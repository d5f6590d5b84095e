// Copyright 2024 The ChromiumOS Authors
// Use of this source code is governed by a BSD-style license that can be
// found in the LICENSE file.

/// A device that can be put to sleep and have its state saved and restored.
pub trait Suspendable {
    /// Stops any side effects. The device must not change its externally
    /// observable state between `sleep` and the next `wake`.
    fn sleep(&mut self) -> anyhow::Result<()>;

    /// Resumes from `sleep`.
    fn wake(&mut self) -> anyhow::Result<()>;

    /// Serializes the device state so it can be written to disk alongside
    /// the rest of the machine.
    fn snapshot(&mut self) -> anyhow::Result<serde_json::Value>;

    /// Replaces the device state with a previously taken `snapshot`. The
    /// device must have been constructed with the same configuration.
    fn restore(&mut self, data: serde_json::Value) -> anyhow::Result<()>;
}
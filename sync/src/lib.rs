// Copyright 2024 The ChromiumOS Authors
// Use of this source code is governed by a BSD-style license that can be
// found in the LICENSE file.

//! Sync primitive types whose methods panic rather than returning error in
//! case of poison.
//!
//! A mutex is poisoned when a thread panics while the lock is held, leaving
//! the guarded data in a possibly inconsistent state. Release builds abort
//! on panic, so poison never occurs there; elsewhere these wrappers take
//! the process down instead of handing callers a `PoisonError`.

mod mutex;

pub use crate::mutex::Mutex;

——

Task brief: Every entry in the listing should be retyped exactly.

Answer:
repository d5f6590d5b84095e
// Copyright 2024 The ChromiumOS Authors
// Use of this source code is governed by a BSD-style license that can be
// found in the LICENSE file.

/// A device that can be put to sleep and have its state saved and restored.
pub trait Suspendable {
    /// Stops any side effects. The device must not change its externally
    /// observable state between `sleep` and the next `wake`.
    fn sleep(&mut self) -> anyhow::Result<()>;

    /// Resumes from `sleep`.
    fn wake(&mut self) -> anyhow::Result<()>;

    /// Serializes the device state so it can be written to disk alongside
    /// the rest of the machine.
    fn snapshot(&mut self) -> anyhow::Result<serde_json::Value>;

    /// Replaces the device state with a previously taken `snapshot`. The
    /// device must have been constructed with the same configuration.
    fn restore(&mut self, data: serde_json::Value) -> anyhow::Result<()>;
}
filename sync/src/lib.rs
// Copyright 2024 The ChromiumOS Authors
// Use of this source code is governed by a BSD-style license that can be
// found in the LICENSE file.

//! Sync primitive types whose methods panic rather than returning error in
//! case of poison.
//!
//! A mutex is poisoned when a thread panics while the lock is held, leaving
//! the guarded data in a possibly inconsistent state. Release builds abort
//! on panic, so poison never occurs there; elsewhere these wrappers take
//! the process down instead of handing callers a `PoisonError`.

mod mutex;

pub use crate::mutex::Mutex;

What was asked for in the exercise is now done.